Investigadores da Universidade Católica Portuguesa (UCP) estão a desenvolver, através da derme de coelho, um novo substituto de pele humana que poderá ser usada em produtos farmacêuticos, cosméticos e em unidades de queimados, revelaram hoje as responsáveis da equipa.
“Cerca de 50% a 60% do processo já está escalável industrialmente, porque a empresa [Cortadoria Nacional] já trabalha a transformação. Nós [investigadores] precisamos de escalar os outros 50% das etapas. A seguir, vamos repopular esta pele com células humanas e criar modelos para que as farmacêuticas possam testar”, descreveu a investigadora Ana Leite Oliveira.
Com o nome ReSkin, o projeto está a ser desenvolvido por uma equipa de investigadores do Centro de Biotecnologia e Química Fina da Escola Superior de Biotecnologia da UCP, no Porto, e pela Cortadoria Nacional, uma empresa portuguesa líder de mercado a nível mundial no setor das peles, onde cerca de 70% do produto é, atualmente, desperdício.
“Há interesse e necessidade na área médica e temos outra coisa que também é muito interessante que é a estabilidade do produto natural, quando comparado com o sintético”, acrescentou a investigadora.
O trabalho que tem por base a derme de coelho (a camada interior da pele, subjacente à primeira camada onde estão os pelos) está a ser desenvolvido há cerca de dois anos.
O potencial da ideia já foi comprovado junto da comunidade médica, nomeadamente através da colaboração do cirurgião plástico e reconstrutivo do Hospital de São João e professor universitário da Faculdade de Medicina da Universidade do Porto, Ricardo Horta, bem como em reuniões com dermatologistas.

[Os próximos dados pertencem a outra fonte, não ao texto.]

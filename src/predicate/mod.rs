//! Boolean predicate language for filters and rule conditions
//!
//! Predicates are plain text end to end: callers write them, rules store
//! them, the resolver joins them with `AND`/`OR`/`NOT`, and the correlator
//! rewrites stream-qualified references inside them. Only the store parses
//! and evaluates them, through [`Predicate::compile`].
//!
//! Grammar (keywords case-insensitive):
//!
//! ```text
//! expr     := or
//! or       := and (("OR" | "||") and)*
//! and      := not (("AND" | "&&") not)*
//! not      := ("NOT" | "!") not | cmp
//! cmp      := sum [op sum | [NOT] BETWEEN sum AND sum | IS [NOT] NULL]
//! sum      := term (("+" | "-") term)*
//! term     := unary (("*" | "/") unary)*
//! unary    := "-" unary | primary
//! primary  := literal | ident | ident "." ident | func "(" [expr ("," expr)*] ")" | "(" expr ")"
//! ```
//!
//! `timestamp` names the row timestamp. Functions are the date parts
//! `SECOND MINUTE HOUR DAY MONTH WEEKDAY YEAR` (one argument, weekday
//! 0 = Sunday) and `gps_distance(lat1, lon1, lat2, lon2)`, the great-circle
//! distance in meters.
//!
//! The lexer and parser are nom combinators; [`tokenize`] keeps byte spans
//! for callers that rewrite predicate text in place.
//!
//! Before planning, text goes through [`normalize`]: `$(NAME)` macro
//! expansion, `[ s m h dom mon dow ]` time filters, and `&&`/`||` spelled
//! out as `AND`/`OR`.

mod ast;
mod errors;
mod eval;
mod lexer;
mod parser;
mod rewrite;

pub use ast::{is_function_name, BinaryOp, DatePart, Expr, Literal, UnaryOp, GPS_DISTANCE};
pub use errors::{PredicateError, PredicateResult};
pub use eval::Predicate;
pub use lexer::{tokenize, Token, TokenKind};
pub use parser::parse;
pub use rewrite::{
    and_all, expand_macros, expand_time_filters, normalize, normalize_operators, substitute,
};
use thiserror::Error;

pub type StatsResult<T> = Result<T, StatsError>;

#[derive(Debug, Clone, PartialEq, Eq, Error)]
pub enum StatsError {
    #[error("stream {stream} has {expected} channels, tuple has {actual} values")]
    Arity {
        stream: String,
        expected: usize,
        actual: usize,
    },
}
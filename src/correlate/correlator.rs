use std::collections::HashSet;
use std::ops::Range;
use std::sync::Arc;

use chrono::Duration;

use crate::model::{synthetic_name, ChannelType, Stream, StreamId, TimeWindow, ViewSchema};
use crate::predicate::{parse, tokenize, Token, TokenKind};

use super::errors::{CorrelateError, CorrelateResult};
use super::scanner::{LexerReferenceScanner, ReferenceScanner, RegexReferenceScanner, StreamReference};

/// Member streams of a correlated view and where their columns land
#[derive(Debug, Clone, PartialEq)]
pub struct CorrelatedLayout {
    members: Vec<Stream>,
    offsets: Vec<usize>,
    schema: ViewSchema,
}

impl CorrelatedLayout {
    fn new(primary: &Stream, others: Vec<Stream>) -> Self {
        let mut members = Vec::with_capacity(others.len() + 1);
        members.push(primary.clone());
        members.extend(others);

        let mut offsets = Vec::with_capacity(members.len());
        let mut types: Vec<ChannelType> = Vec::new();
        for member in &members {
            offsets.push(types.len());
            types.extend(member.channels.iter().map(|c| c.channel_type));
        }

        Self {
            members,
            offsets,
            schema: ViewSchema::synthetic(&types),
        }
    }

    pub fn primary(&self) -> &Stream {
        &self.members[0]
    }

    /// Union order: primary first
    pub fn stream_ids(&self) -> Vec<StreamId> {
        self.members.iter().map(|s| s.id).collect()
    }

    pub fn member_names(&self) -> Vec<&str> {
        self.members.iter().map(|s| s.name.as_str()).collect()
    }

    pub fn schema(&self) -> &ViewSchema {
        &self.schema
    }

    /// Positional column holding `stream.channel`
    pub fn column_for(&self, stream: &str, channel: &str) -> Option<String> {
        let index = self.members.iter().position(|s| s.name == stream)?;
        let ordinal = self.members[index].channel_index(channel)?;
        Some(synthetic_name(self.offsets[index] + ordinal))
    }
}

/// Plans the merge of streams referenced from a predicate
#[derive(Clone)]
pub struct CrossStreamCorrelator {
    scanner: Arc<dyn ReferenceScanner>,
    max_window: Duration,
}

impl std::fmt::Debug for CrossStreamCorrelator {
    fn fmt(&self, f: &mut std::fmt::Formatter<'_>) -> std::fmt::Result {
        f.debug_struct("CrossStreamCorrelator")
            .field("max_window", &self.max_window)
            .finish()
    }
}

impl CrossStreamCorrelator {
    /// Correlator using the whitespace-bounded reference grammar
    pub fn new(max_window: Duration) -> Self {
        let scanner: Arc<dyn ReferenceScanner> = match RegexReferenceScanner::new() {
            Ok(scanner) => Arc::new(scanner),
            Err(_) => Arc::new(LexerReferenceScanner),
        };
        Self::with_scanner(scanner, max_window)
    }

    pub fn with_scanner(scanner: Arc<dyn ReferenceScanner>, max_window: Duration) -> Self {
        Self {
            scanner,
            max_window,
        }
    }

    pub fn max_window(&self) -> Duration {
        self.max_window
    }

    /// Names of streams other than `primary` referenced in `predicate`,
    /// distinct, in order of first appearance
    pub fn referenced_streams(&self, primary: &Stream, predicate: &str) -> CorrelateResult<Vec<String>> {
        let tokens = tokenize(predicate)?;
        let mut seen = HashSet::new();
        Ok(self
            .references(predicate, &tokens)
            .into_iter()
            .filter(|r| r.stream != primary.name)
            .filter(|r| seen.insert(r.stream.clone()))
            .map(|r| r.stream)
            .collect())
    }

    /// Correlation materializes every row in the window, so it must be
    /// bounded on both ends and no longer than the ceiling
    pub fn check_window(&self, window: &TimeWindow) -> CorrelateResult<()> {
        window.validate().map_err(CorrelateError::Window)?;
        window
            .check_bound(self.max_window)
            .map_err(CorrelateError::Window)
    }

    pub fn layout(&self, primary: &Stream, others: Vec<Stream>) -> CorrelatedLayout {
        CorrelatedLayout::new(primary, others)
    }

    /// Rewrites `predicate` to the layout's positional columns
    ///
    /// Bare names are primary channels. Every `stream.channel` must be
    /// picked up by the scanner; one left in place is an error.
    pub fn rewrite(&self, layout: &CorrelatedLayout, predicate: &str) -> CorrelateResult<String> {
        let tokens = tokenize(predicate)?;
        let mut edits = Vec::new();

        for reference in self.references(predicate, &tokens) {
            let column = layout
                .column_for(&reference.stream, &reference.channel)
                .ok_or_else(|| CorrelateError::UnknownChannel {
                    stream: reference.stream.clone(),
                    channel: reference.channel.clone(),
                })?;
            edits.push((reference.span, column));
        }

        for (i, token) in tokens.iter().enumerate() {
            if let Some(name) = bare_column(&tokens, i) {
                if let Some(ordinal) = layout.primary().channel_index(name) {
                    edits.push((token.start..token.end, synthetic_name(ordinal)));
                }
            }
        }

        let rewritten = apply_edits(predicate, edits);
        ensure_resolved(&rewritten)?;
        Ok(rewritten)
    }

    /// Rewrites references to the primary stream itself into bare names
    ///
    /// Used when a predicate names no other stream, so no merge is needed.
    pub fn rewrite_local(&self, primary: &Stream, predicate: &str) -> CorrelateResult<String> {
        let tokens = tokenize(predicate)?;
        let mut edits = Vec::new();
        for reference in self.references(predicate, &tokens) {
            if reference.stream != primary.name {
                continue;
            }
            let channel = primary
                .channel_index(&reference.channel)
                .and_then(|ordinal| primary.channel(ordinal))
                .ok_or_else(|| CorrelateError::UnknownChannel {
                    stream: reference.stream.clone(),
                    channel: reference.channel.clone(),
                })?;
            edits.push((reference.span, channel.name.clone()));
        }
        let rewritten = apply_edits(predicate, edits);
        ensure_resolved(&rewritten)?;
        Ok(rewritten)
    }

    /// Scanner hits that begin on an identifier token
    ///
    /// Drops matches inside string literals.
    fn references(&self, predicate: &str, tokens: &[Token]) -> Vec<StreamReference> {
        let ident_starts: HashSet<usize> = tokens
            .iter()
            .filter(|t| matches!(t.kind, TokenKind::Ident(_)))
            .map(|t| t.start)
            .collect();
        self.scanner
            .scan(predicate)
            .into_iter()
            .filter(|r| ident_starts.contains(&r.span.start))
            .collect()
    }
}

/// Identifier at `i` used as a plain column name
fn bare_column(tokens: &[Token], i: usize) -> Option<&str> {
    let TokenKind::Ident(name) = &tokens[i].kind else {
        return None;
    };
    let after_dot = i > 0 && tokens[i - 1].kind == TokenKind::Dot;
    let before = tokens.get(i + 1).map(|t| &t.kind);
    let qualified_or_call = matches!(before, Some(TokenKind::Dot) | Some(TokenKind::LParen));
    if after_dot || qualified_or_call || name.eq_ignore_ascii_case("timestamp") {
        return None;
    }
    Some(name)
}

fn apply_edits(text: &str, mut edits: Vec<(Range<usize>, String)>) -> String {
    edits.sort_by_key(|(span, _)| span.start);
    let mut out = String::with_capacity(text.len() + edits.len() * 8);
    let mut cursor = 0;
    for (span, replacement) in edits {
        out.push_str(&text[cursor..span.start]);
        out.push_str(&replacement);
        cursor = span.end;
    }
    out.push_str(&text[cursor..]);
    out
}

fn ensure_resolved(text: &str) -> CorrelateResult<()> {
    let expr = parse(text)?;
    match expr.qualified_refs().first() {
        Some((stream, channel)) => Err(CorrelateError::UnresolvedReference(format!(
            "{}.{}",
            stream, channel
        ))),
        None => Ok(()),
    }
}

“Se não avança mais rápido é porque somos nós quem coloca um travão. A perspetiva médica é sempre diferente da do cientista, porque acabam por ser mais terra a terra e conseguem ver, quase de imediato, quais as potencialidades que aquele produto pode ter”, acrescentou a investigadora Viviana Pinto Ribeiro.
O objetivo é desenvolver um novo substituto de pele humana, um produto que possa ser opção, por exemplo, nas unidades de queimados onde há escassez de pele por falta de dadores ou onde existe elevado risco de rejeição devido à resposta imune do paciente.

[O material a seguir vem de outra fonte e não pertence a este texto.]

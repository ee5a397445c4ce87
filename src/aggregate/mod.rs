//! Aggregate expressions
//!
//! An aggregate expression is the `action` of an aggregate-override rule or
//! the caller's requested aggregator:
//!
//! ```text
//! AggregateBy('avg($temp), max($temp)', '1hour')
//! AggregateRange('min($level)')
//! NoisyAggregateBy('avg($temp)', '1day', 0.5)
//! NoisyAggregateRange('sum($steps)', 1.0)
//! ```
//!
//! `DownSample` and `Calculate` are accepted as aliases of `AggregateBy` and
//! `AggregateRange`. Names are case-insensitive. The noisy forms carry a
//! trailing epsilon that is split off into [`AggregateSpec::epsilon`].
//!
//! The first argument is a list of terms, `func($channel)`, with `func` one
//! of `min max median sum avg first last nth`. `nth($channel, N)` selects the
//! N-th sample (1-based) of each bucket.

mod calendar;
mod errors;
mod spec;
mod terms;

pub use calendar::Calendar;
pub use errors::{AggregateError, AggregateErrorCode, AggregateResult};
pub use spec::{is_aggregate_expression, parse_aggregate_expr, AggregateKind, AggregateSpec};
pub use terms::{AggregateExpr, AggregateFunction, AggregateTerm, BoundAggregate, BoundTerm};
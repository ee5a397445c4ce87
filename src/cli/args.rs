//! CLI argument definitions using clap
//!
//! Commands:
//! - sensorgate parse-aggregate <expr>
//! - sensorgate noise --aggregate avg --min 0 --max 40 --epsilon 0.5 --count 12
//! - sensorgate resolve --fixture <path> --owner <o> --stream <s> --user <u>
//! - sensorgate query --fixture <path> [--config <path>]
//! - sensorgate explain --fixture <path> [--config <path>]
//!
//! `query` and `explain` read one JSON query request from stdin.

use clap::{Parser, Subcommand};
use std::path::PathBuf;

/// sensorgate - policy-resolving, privacy-preserving sensor queries
#[derive(Parser, Debug)]
#[command(name = "sensorgate")]
#[command(version, about, long_about = None)]
pub struct Cli {
    #[command(subcommand)]
    pub command: Command,
}

#[derive(Subcommand, Debug)]
pub enum Command {
    /// Parse an aggregate expression and print its structure
    ParseAggregate {
        /// Expression, e.g. "NoisyAggregateBy('avg($temp)', '1hour', 0.5)"
        expr: String,
    },

    /// Draw Laplace noise for one aggregate output
    Noise {
        /// Aggregate function name (avg, min, max, median, sum, first, last, nth)
        #[arg(long)]
        aggregate: String,
        /// Lower sensitivity bound
        #[arg(long, allow_hyphen_values = true)]
        min: f64,
        /// Upper sensitivity bound
        #[arg(long, allow_hyphen_values = true)]
        max: f64,
        /// Privacy budget
        #[arg(long)]
        epsilon: f64,
        /// Sample count (avg only)
        #[arg(long)]
        count: Option<u64>,
        /// Number of draws
        #[arg(long, default_value_t = 1)]
        draws: usize,
    },

    /// Resolve one user's access to a stream
    Resolve {
        /// Path to fixture file
        #[arg(long)]
        fixture: PathBuf,
        #[arg(long)]
        owner: String,
        #[arg(long)]
        stream: String,
        #[arg(long)]
        user: String,
    },

    /// Execute a single query request read from stdin
    Query {
        /// Path to fixture file
        #[arg(long)]
        fixture: PathBuf,
        /// Path to configuration file
        #[arg(long)]
        config: Option<PathBuf>,
    },

    /// Explain a single query request read from stdin
    Explain {
        /// Path to fixture file
        #[arg(long)]
        fixture: PathBuf,
        /// Path to configuration file
        #[arg(long)]
        config: Option<PathBuf>,
    },
}

impl Cli {
    /// Parse command line arguments
    pub fn parse_args() -> Self {
        Cli::parse()
    }
}

#[cfg(test)]
mod tests {
    use super::*;

    #[test]
    fn test_parse_noise_with_negative_bound() {
        let cli = Cli::try_parse_from([
            "sensorgate", "noise", "--aggregate", "sum", "--min", "-5", "--max", "5",
            "--epsilon", "1",
        ])
        .unwrap();
        match cli.command {
            Command::Noise { min, max, draws, count, .. } => {
                assert_eq!((min, max, draws, count), (-5.0, 5.0, 1, None));
            }
            other => panic!("unexpected {:?}", other),
        }
    }

    #[test]
    fn test_query_config_optional() {
        let cli = Cli::try_parse_from(["sensorgate", "query", "--fixture", "f.json"]).unwrap();
        assert!(matches!(cli.command, Command::Query { config: None, .. }));
    }
}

Outra potencial linha de utilização está associada às necessidades das indústrias farmacêutica e cosmética.
Segundo Ana Leite Oliveira, que falava à Lusa desde Friburgo (Suíça), onde participou numa conferência de engenharia de tecidos e medicina regenerativa, neste momento já existe um material “livre de carga genética do coelho que pode ser identificado pelo corpo humano com resposta imune” que avançará para a próxima fase “mais devagar ou mais depressa, consoante o volume de financiamento” que a equipa conseguir.
“A preservação e purificação da pele está garantida. Nós vamos dar continuidade a esse processo até chegar à esterilização. Temos que ter instalações próprias, as chamadas de 'salas limpas', onde os dispositivos médicos depois são finalizados e onde poderão, a partir daí, ser comercializados. É um investimento muito grande”, concluiu.

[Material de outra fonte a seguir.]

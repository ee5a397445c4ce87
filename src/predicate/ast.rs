//! Predicate syntax tree

use std::fmt;

#[derive(Debug, Clone, PartialEq)]
pub enum Literal {
    Null,
    Bool(bool),
    Int(i64),
    Float(f64),
    Text(String),
}

#[derive(Debug, Clone, Copy, PartialEq, Eq)]
pub enum UnaryOp {
    Not,
    Neg,
}

#[derive(Debug, Clone, Copy, PartialEq, Eq)]
pub enum BinaryOp {
    And,
    Or,
    Eq,
    Ne,
    Lt,
    Le,
    Gt,
    Ge,
    Add,
    Sub,
    Mul,
    Div,
}

/// Datetime component extractors usable on `timestamp`
#[derive(Debug, Clone, Copy, PartialEq, Eq)]
pub enum DatePart {
    Second,
    Minute,
    Hour,
    Day,
    Month,
    Weekday,
    Year,
}

impl DatePart {
    pub fn parse(name: &str) -> Option<Self> {
        match name.to_ascii_uppercase().as_str() {
            "SECOND" => Some(DatePart::Second),
            "MINUTE" => Some(DatePart::Minute),
            "HOUR" => Some(DatePart::Hour),
            "DAY" => Some(DatePart::Day),
            "MONTH" => Some(DatePart::Month),
            "WEEKDAY" => Some(DatePart::Weekday),
            "YEAR" => Some(DatePart::Year),
            _ => None,
        }
    }

    pub fn as_str(&self) -> &'static str {
        match self {
            DatePart::Second => "SECOND",
            DatePart::Minute => "MINUTE",
            DatePart::Hour => "HOUR",
            DatePart::Day => "DAY",
            DatePart::Month => "MONTH",
            DatePart::Weekday => "WEEKDAY",
            DatePart::Year => "YEAR",
        }
    }
}

/// Function names callable in predicates; these cannot name channels
pub fn is_function_name(name: &str) -> bool {
    DatePart::parse(name).is_some() || name.eq_ignore_ascii_case(GPS_DISTANCE)
}

pub const GPS_DISTANCE: &str = "gps_distance";

#[derive(Debug, Clone, PartialEq)]
pub enum Expr {
    Literal(Literal),
    /// Bare channel name, unresolved
    Column(String),
    /// Channel ordinal after binding to a schema
    Slot(usize),
    /// `stream.channel`
    Qualified { stream: String, channel: String },
    Timestamp,
    DatePart { part: DatePart, arg: Box<Expr> },
    /// `gps_distance(lat1, lon1, lat2, lon2)` in meters
    GpsDistance(Box<[Expr; 4]>),
    Unary { op: UnaryOp, expr: Box<Expr> },
    Binary { op: BinaryOp, left: Box<Expr>, right: Box<Expr> },
    Between { expr: Box<Expr>, low: Box<Expr>, high: Box<Expr>, negated: bool },
    IsNull { expr: Box<Expr>, negated: bool },
}

impl Expr {
    /// Visits every node, parents before children
    pub fn walk<'a>(&'a self, visit: &mut dyn FnMut(&'a Expr)) {
        visit(self);
        match self {
            Expr::DatePart { arg, .. } => arg.walk(visit),
            Expr::GpsDistance(args) => {
                for arg in args.iter() {
                    arg.walk(visit);
                }
            }
            Expr::Unary { expr, .. } | Expr::IsNull { expr, .. } => expr.walk(visit),
            Expr::Binary { left, right, .. } => {
                left.walk(visit);
                right.walk(visit);
            }
            Expr::Between { expr, low, high, .. } => {
                expr.walk(visit);
                low.walk(visit);
                high.walk(visit);
            }
            Expr::Literal(_)
            | Expr::Column(_)
            | Expr::Slot(_)
            | Expr::Qualified { .. }
            | Expr::Timestamp => {}
        }
    }

    /// Every bare column name, in order of appearance
    pub fn columns(&self) -> Vec<&str> {
        let mut out = Vec::new();
        self.walk(&mut |e| {
            if let Expr::Column(name) = e {
                out.push(name.as_str());
            }
        });
        out
    }

    /// Every `stream.channel` reference, in order of appearance
    pub fn qualified_refs(&self) -> Vec<(&str, &str)> {
        let mut out = Vec::new();
        self.walk(&mut |e| {
            if let Expr::Qualified { stream, channel } = e {
                out.push((stream.as_str(), channel.as_str()));
            }
        });
        out
    }
}

impl fmt::Display for BinaryOp {
    fn fmt(&self, f: &mut fmt::Formatter<'_>) -> fmt::Result {
        let s = match self {
            BinaryOp::And => "AND",
            BinaryOp::Or => "OR",
            BinaryOp::Eq => "=",
            BinaryOp::Ne => "!=",
            BinaryOp::Lt => "<",
            BinaryOp::Le => "<=",
            BinaryOp::Gt => ">",
            BinaryOp::Ge => ">=",
            BinaryOp::Add => "+",
            BinaryOp::Sub => "-",
            BinaryOp::Mul => "*",
            BinaryOp::Div => "/",
        };
        write!(f, "{}", s)
    }
}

Já Viviana Pinto Ribeiro – que falava à Lusa após ter apresentado o ReSkin ao programa de investigação Cotec da Fundação Jorge Mello, onde está em jogo um prémio de 250 mil euros, e na mesma semana em que a equipa, incluída num consórcio europeu, candidatou o projeto a um financiamento, cujo valor total para o consórcio é próximo dos três milhões de euros – lembrou que “as coisas estão sempre a mudar, mesmo em termos regulamentares”, razão pela qual prefere ser cautelosa nos prazos.
“O feedback tem sido bastante positivo. A ideia é recebida com surpresa, mas com muita confiança no produto”, disse a investigadora, valorizando muito o “comprometimento e empenho da Cortadoria Nacional”.
É convicção da equipa, lê-se na informação consultada pela Lusa, que os resultados do ReSkin possam vir a traduzir-se em vantagens significativas ao nível da economia circular, dando resposta a um desafio premente com elevado impacto social e económico.
O ReSkin, que foi distinguido em 2023 com o Prémio Alfredo da Silva/Cotec “Inovação Tecnológica, Mobilidade e Indústria”, poderá permitir a valorização das mais de cinco toneladas de pele de coelho produzidas pela empresa Cortadoria Nacional.